Silly question but just wanted to check what the general consensus is. If I disallow a certain page from a spider like Googlebot (with robots.txt), but I use a PHP include statement to include its contents on another page, will a spider still index that other page? I am assuming it will still be indexed, since a spider cannot "see" server-side instructions like that, but maybe someone out there knows better than me??
I don't see how the bot would be aware since that is a server side action. But i think the only way to know for sure is to check Google's cache of that page.

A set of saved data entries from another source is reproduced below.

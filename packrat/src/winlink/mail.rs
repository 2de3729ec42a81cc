//! The mail model: message structure, the B2F text envelope, and the store adapter.
//!
//! A message travels (and is persisted) as its B2F envelope — header lines, a blank separator,
//! the body, then attachment data per the declared `File:` lengths:
//!
//! ```notrust
//! Mid: ABC123DEF456
//! Date: 2026/08/01 12:34
//! Type: Private
//! From: N0CALL
//! To: W1AW
//! Subject: greetings
//! Mbo: N0CALL
//! Body: 5
//! File: 3 a.bin
//!
//! hello
//! <3 bytes>
//! ```
//!
//! The store encoding prefixes two bookkeeping bytes (mailbox, flags) that are not part of the
//! wire form.

use crate::ax25::Callsign;
use crate::store::Store;
use crate::Error;
use alloc::format;
use alloc::string::{String, ToString};
use alloc::vec::Vec;
use bitflags::bitflags;
use core::fmt::Write;
use rand_core::RngCore;

/// Key prefix of the mail table.
const TABLE_PREFIX: &str = "winlink-mails-";

/// A 12-character message identifier.
pub type MessageId = heapless::String<12>;

bitflags! {
    /// Per-mail state bits.
    pub struct MailFlags: u8 {
        const UNREAD  = 1 << 0;
        const PRIVATE = 1 << 1;
        const P2P     = 1 << 2;
    }
}

/// Which mailbox a message sits in.
#[derive(Debug, Copy, Clone, PartialEq, Eq)]
pub enum Mailbox {
    Inbox = 0,
    Outbox = 1,
    Draft = 2,
    Sent = 3,
    Archive = 4,
    Trash = 5,
}

impl Mailbox {
    pub fn from_u8(v: u8) -> Option<Self> {
        Some(match v {
            0 => Mailbox::Inbox,
            1 => Mailbox::Outbox,
            2 => Mailbox::Draft,
            3 => Mailbox::Sent,
            4 => Mailbox::Archive,
            5 => Mailbox::Trash,
            _ => return None,
        })
    }
}

#[derive(Debug, Clone, PartialEq, Eq)]
pub struct Attachment {
    pub name: String,
    pub data: Vec<u8>,
}

/// One mail message.
#[derive(Debug, Clone, PartialEq, Eq)]
pub struct WinlinkMail {
    pub mid: MessageId,
    /// UTC, seconds since the Unix epoch (minute precision on the wire).
    pub date: u64,
    /// Callsign or `callsign@winlink.org` style address.
    pub from: String,
    pub to: Vec<String>,
    pub cc: Vec<String>,
    pub subject: String,
    pub body: Vec<u8>,
    pub attachments: Vec<Attachment>,
    pub flags: MailFlags,
    pub mailbox: Mailbox,
}

impl WinlinkMail {
    /// Creates an outbound private mail sitting in the outbox.
    pub fn outbound(mid: MessageId, date: u64, from: &str, to: &str, subject: &str, body: Vec<u8>) -> Self {
        WinlinkMail {
            mid,
            date,
            from: from.to_string(),
            to: alloc::vec![to.to_string()],
            cc: Vec::new(),
            subject: subject.to_string(),
            body,
            attachments: Vec::new(),
            flags: MailFlags::PRIVATE,
            mailbox: Mailbox::Outbox,
        }
    }

    /// Whether any recipient resolves to `callsign`.
    pub fn addressed_to(&self, callsign: &Callsign) -> bool {
        self.to
            .iter()
            .chain(self.cc.iter())
            .any(|addr| recipient_callsign(addr).map_or(false, |c| c == *callsign))
    }

    /// Renders the B2F envelope.
    pub fn to_b2f(&self) -> Vec<u8> {
        let mut head = String::new();
        let _ = write!(head, "Mid: {}\r\n", self.mid);
        let _ = write!(head, "Date: {}\r\n", format_date(self.date));
        let type_name = if self.flags.contains(MailFlags::PRIVATE) {
            "Private"
        } else {
            "Traffic"
        };
        let _ = write!(head, "Type: {}\r\n", type_name);
        let _ = write!(head, "From: {}\r\n", self.from);
        for to in &self.to {
            let _ = write!(head, "To: {}\r\n", to);
        }
        for cc in &self.cc {
            let _ = write!(head, "Cc: {}\r\n", cc);
        }
        let _ = write!(head, "Subject: {}\r\n", self.subject);
        let _ = write!(head, "Mbo: {}\r\n", mbo_of(&self.from));
        let _ = write!(head, "Body: {}\r\n", self.body.len());
        for att in &self.attachments {
            let _ = write!(head, "File: {} {}\r\n", att.data.len(), att.name);
        }
        head.push_str("\r\n");

        let mut out = head.into_bytes();
        out.extend_from_slice(&self.body);
        for att in &self.attachments {
            out.extend_from_slice(b"\r\n");
            out.extend_from_slice(&att.data);
        }
        out
    }

    /// Parses a B2F envelope into an inbox mail.
    pub fn from_b2f(data: &[u8]) -> Result<Self, Error> {
        let mut mail = WinlinkMail {
            mid: MessageId::new(),
            date: 0,
            from: String::new(),
            to: Vec::new(),
            cc: Vec::new(),
            subject: String::new(),
            body: Vec::new(),
            attachments: Vec::new(),
            flags: MailFlags::UNREAD,
            mailbox: Mailbox::Inbox,
        };
        let mut body_len = 0usize;
        let mut file_specs: Vec<(usize, String)> = Vec::new();

        let mut pos = 0usize;
        loop {
            let line_end = data[pos..]
                .iter()
                .position(|&b| b == b'\r' || b == b'\n')
                .map(|i| pos + i)
                .ok_or(Error::IncompleteParse)?;
            let line = core::str::from_utf8(&data[pos..line_end])
                .map_err(|_| Error::InvalidValue)?;
            // Step over CRLF or a lone terminator.
            pos = if data.get(line_end) == Some(&b'\r') && data.get(line_end + 1) == Some(&b'\n') {
                line_end + 2
            } else {
                line_end + 1
            };
            if line.is_empty() {
                break;
            }
            let (key, value) = match line.split_once(':') {
                Some((k, v)) => (k.trim(), v.trim()),
                None => continue,
            };
            if key.eq_ignore_ascii_case("Mid") {
                for c in value.chars().take(12) {
                    let _ = mail.mid.push(c);
                }
            } else if key.eq_ignore_ascii_case("Date") {
                mail.date = parse_date(value).unwrap_or(0);
            } else if key.eq_ignore_ascii_case("Type") {
                if value.eq_ignore_ascii_case("Private") {
                    mail.flags |= MailFlags::PRIVATE;
                }
            } else if key.eq_ignore_ascii_case("From") {
                mail.from = value.to_string();
            } else if key.eq_ignore_ascii_case("To") {
                mail.to.push(value.to_string());
            } else if key.eq_ignore_ascii_case("Cc") {
                mail.cc.push(value.to_string());
            } else if key.eq_ignore_ascii_case("Subject") {
                mail.subject = value.to_string();
            } else if key.eq_ignore_ascii_case("Body") {
                body_len = value.parse().map_err(|_| Error::InvalidValue)?;
            } else if key.eq_ignore_ascii_case("File") {
                let (len, name) = value.split_once(' ').ok_or(Error::InvalidValue)?;
                let len = len.parse().map_err(|_| Error::InvalidValue)?;
                file_specs.push((len, name.to_string()));
            }
        }

        if mail.mid.is_empty() || mail.to.is_empty() {
            return Err(Error::InvalidValue);
        }
        if data.len() < pos + body_len {
            return Err(Error::InvalidLength);
        }
        mail.body = data[pos..pos + body_len].to_vec();
        pos += body_len;
        for (len, name) in file_specs {
            // Attachment data is separated from what precedes it by CRLF.
            if data.get(pos) == Some(&b'\r') {
                pos += 1;
            }
            if data.get(pos) == Some(&b'\n') {
                pos += 1;
            }
            if data.len() < pos + len {
                return Err(Error::InvalidLength);
            }
            mail.attachments.push(Attachment {
                name,
                data: data[pos..pos + len].to_vec(),
            });
            pos += len;
        }
        Ok(mail)
    }
}

/// Extracts the bare callsign of a recipient (`W1AW`, `W1AW-5`, `w1aw@winlink.org`).
pub fn recipient_callsign(addr: &str) -> Option<Callsign> {
    let bare = addr.split('@').next()?.trim();
    Callsign::parse(bare).ok()
}

fn mbo_of(from: &str) -> String {
    recipient_callsign(from)
        .map(|c| c.to_string())
        .unwrap_or_else(|| from.to_string())
}

/// Draws a fresh 12-character alphanumeric message-ID.
pub fn generate_mid<R: RngCore>(rng: &mut R) -> MessageId {
    const ALPHABET: &[u8; 36] = b"ABCDEFGHIJKLMNOPQRSTUVWXYZ0123456789";
    let mut mid = MessageId::new();
    for _ in 0..12 {
        let c = ALPHABET[(rng.next_u32() % 36) as usize];
        let _ = mid.push(c as char);
    }
    mid
}

/// Formats epoch seconds as the `YYYY/MM/DD HH:MM` B2F date line.
pub fn format_date(epoch: u64) -> heapless::String<16> {
    let days = (epoch / 86_400) as i64;
    let secs = epoch % 86_400;
    let (y, m, d) = civil_from_days(days);
    let mut out = heapless::String::new();
    let _ = write!(
        out,
        "{:04}/{:02}/{:02} {:02}:{:02}",
        y,
        m,
        d,
        secs / 3600,
        (secs % 3600) / 60
    );
    out
}

/// Parses a `YYYY/MM/DD HH:MM` date line back to epoch seconds.
pub fn parse_date(s: &str) -> Option<u64> {
    let b = s.as_bytes();
    if b.len() < 16 || b[4] != b'/' || b[7] != b'/' || b[10] != b' ' || b[13] != b':' {
        return None;
    }
    let num = |range: core::ops::Range<usize>| -> Option<u64> {
        s.get(range)?.parse().ok()
    };
    let (y, m, d) = (num(0..4)?, num(5..7)?, num(8..10)?);
    let (hh, mm) = (num(11..13)?, num(14..16)?);
    if m == 0 || m > 12 || d == 0 || d > 31 || hh > 23 || mm > 59 {
        return None;
    }
    let days = days_from_civil(y as i64, m as u32, d as u32);
    if days < 0 {
        return None;
    }
    Some(days as u64 * 86_400 + hh * 3600 + mm * 60)
}

/// Gregorian date from days since 1970-01-01 (civil calendar algorithm).
fn civil_from_days(z: i64) -> (i64, u32, u32) {
    let z = z + 719_468;
    let era = if z >= 0 { z } else { z - 146_096 } / 146_097;
    let doe = z - era * 146_097;
    let yoe = (doe - doe / 1460 + doe / 36_524 - doe / 146_096) / 365;
    let y = yoe + era * 400;
    let doy = doe - (365 * yoe + yoe / 4 - yoe / 100);
    let mp = (5 * doy + 2) / 153;
    let d = (doy - (153 * mp + 2) / 5 + 1) as u32;
    let m = if mp < 10 { mp + 3 } else { mp - 9 } as u32;
    (if m <= 2 { y + 1 } else { y }, m, d)
}

/// Days since 1970-01-01 for a Gregorian date.
fn days_from_civil(y: i64, m: u32, d: u32) -> i64 {
    let y = if m <= 2 { y - 1 } else { y };
    let era = if y >= 0 { y } else { y - 399 } / 400;
    let yoe = y - era * 400;
    let mp = if m > 2 { m - 3 } else { m + 9 } as i64;
    let doy = (153 * mp + 2) / 5 + i64::from(d) - 1;
    let doe = yoe * 365 + yoe / 4 - yoe / 100 + doy;
    era * 146_097 + doe - 719_468
}

// --- store adapter ---

fn key_of(mid: &str) -> String {
    format!("{}{}", TABLE_PREFIX, mid)
}

/// Persists a mail (mailbox and flag bytes, then the B2F envelope).
pub fn save_mail<S: Store>(store: &mut S, mail: &WinlinkMail) -> bool {
    let mut record = Vec::new();
    record.push(mail.mailbox as u8);
    record.push(mail.flags.bits());
    record.extend_from_slice(&mail.to_b2f());
    store.save(&key_of(&mail.mid), &record)
}

/// Loads one mail by message-ID.
pub fn load_mail<S: Store>(store: &S, mid: &str) -> Option<WinlinkMail> {
    let record = store.load(&key_of(mid))?;
    if record.len() < 2 {
        return None;
    }
    let mut mail = WinlinkMail::from_b2f(&record[2..]).ok()?;
    mail.mailbox = Mailbox::from_u8(record[0])?;
    mail.flags = MailFlags::from_bits_truncate(record[1]);
    Some(mail)
}

/// Whether a message-ID is already known (dedup for inbound proposals).
pub fn contains_mid<S: Store>(store: &S, mid: &str) -> bool {
    store.load(&key_of(mid)).is_some()
}

/// All outbox mail addressed to `peer`.
pub fn pending_for<S: Store>(store: &S, peer: &Callsign) -> Vec<WinlinkMail> {
    let mut out = Vec::new();
    for key in store.list(TABLE_PREFIX) {
        let mid = &key[TABLE_PREFIX.len()..];
        if let Some(mail) = load_mail(store, mid) {
            if mail.mailbox == Mailbox::Outbox && mail.addressed_to(peer) {
                out.push(mail);
            }
        }
    }
    out
}

/// Moves a mail to the sent mailbox after a completed transfer.
pub fn mark_sent<S: Store>(store: &mut S, mid: &str) -> bool {
    match load_mail(store, mid) {
        Some(mut mail) => {
            mail.mailbox = Mailbox::Sent;
            save_mail(store, &mail)
        }
        None => false,
    }
}

#[cfg(test)]
mod tests {
    use super::*;
    use crate::store::MemStore;
    use crate::testutil::NullRng;

    fn sample() -> WinlinkMail {
        let mut mid = MessageId::new();
        let _ = mid.push_str("ABC123DEF456");
        let mut mail = WinlinkMail::outbound(
            mid,
            1_754_042_040,
            "N0CALL",
            "W1AW@winlink.org",
            "greetings",
            b"hello there\r\n73".to_vec(),
        );
        mail.attachments.push(Attachment {
            name: String::from("pos.bin"),
            data: alloc::vec![1, 2, 3, 4],
        });
        mail
    }

    #[test]
    fn date_roundtrip() {
        for &epoch in &[0u64, 1_754_042_040, 4_102_444_740] {
            let s = format_date(epoch);
            let back = parse_date(&s).unwrap();
            // Minute precision on the wire.
            assert_eq!(back, epoch - epoch % 60, "{}", s);
        }
        assert_eq!(format_date(0).as_str(), "1970/01/01 00:00");
        assert!(parse_date("garbage").is_none());
    }

    #[test]
    fn b2f_roundtrip() {
        let mail = sample();
        let wire = mail.to_b2f();
        let text = core::str::from_utf8(&wire[..wire.len() - 6]).unwrap();
        assert!(text.starts_with("Mid: ABC123DEF456\r\n"));
        assert!(text.contains("Type: Private\r\n"));
        assert!(text.contains("Body: 15\r\n"));
        assert!(text.contains("File: 4 pos.bin\r\n"));

        let back = WinlinkMail::from_b2f(&wire).unwrap();
        assert_eq!(back.mid, mail.mid);
        assert_eq!(back.from, "N0CALL");
        assert_eq!(back.to, mail.to);
        assert_eq!(back.subject, "greetings");
        assert_eq!(back.body, mail.body);
        assert_eq!(back.attachments, mail.attachments);
        assert_eq!(back.date, mail.date - mail.date % 60);
        assert!(back.flags.contains(MailFlags::PRIVATE));
    }

    #[test]
    fn recipient_parsing() {
        let w1aw = Callsign::parse("W1AW").unwrap();
        assert_eq!(recipient_callsign("W1AW"), Some(w1aw.clone()));
        assert_eq!(recipient_callsign("w1aw@winlink.org"), Some(w1aw.clone()));
        assert_eq!(recipient_callsign("SMTP:someone"), None);

        let mail = sample();
        assert!(mail.addressed_to(&w1aw));
        assert!(!mail.addressed_to(&Callsign::parse("N0CALL").unwrap()));
    }

    #[test]
    fn store_lifecycle() {
        let mut store = MemStore::new();
        let mail = sample();
        assert!(save_mail(&mut store, &mail));
        assert!(contains_mid(&store, "ABC123DEF456"));
        assert!(!contains_mid(&store, "UNKNOWN"));

        let peer = Callsign::parse("W1AW").unwrap();
        let pending = pending_for(&store, &peer);
        assert_eq!(pending.len(), 1);
        assert_eq!(pending[0].subject, "greetings");

        assert!(mark_sent(&mut store, "ABC123DEF456"));
        assert!(pending_for(&store, &peer).is_empty());
        assert_eq!(
            load_mail(&store, "ABC123DEF456").unwrap().mailbox,
            Mailbox::Sent
        );
    }

    #[test]
    fn generated_mid_shape() {
        let mut rng = NullRng(7);
        let mid = generate_mid(&mut rng);
        assert_eq!(mid.len(), 12);
        assert!(mid.bytes().all(|b| b.is_ascii_alphanumeric()));
    }
}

The include will not be spidered by the bot unless you actually link to the file you are including... include "myfile.php"; PHP: <a href="myfile.php">Link to include file.</a> HTML: Otherwise it won't be spidered and will appear as if there was only one web page on the server. Your page + included page = Your Page (with more content)
i am no expert but i can clearly see that it will not index that "other page". if you still doubt it will index that other page use "no follow" to your link to other page but not necessary. check your robots.txt at google sitemap.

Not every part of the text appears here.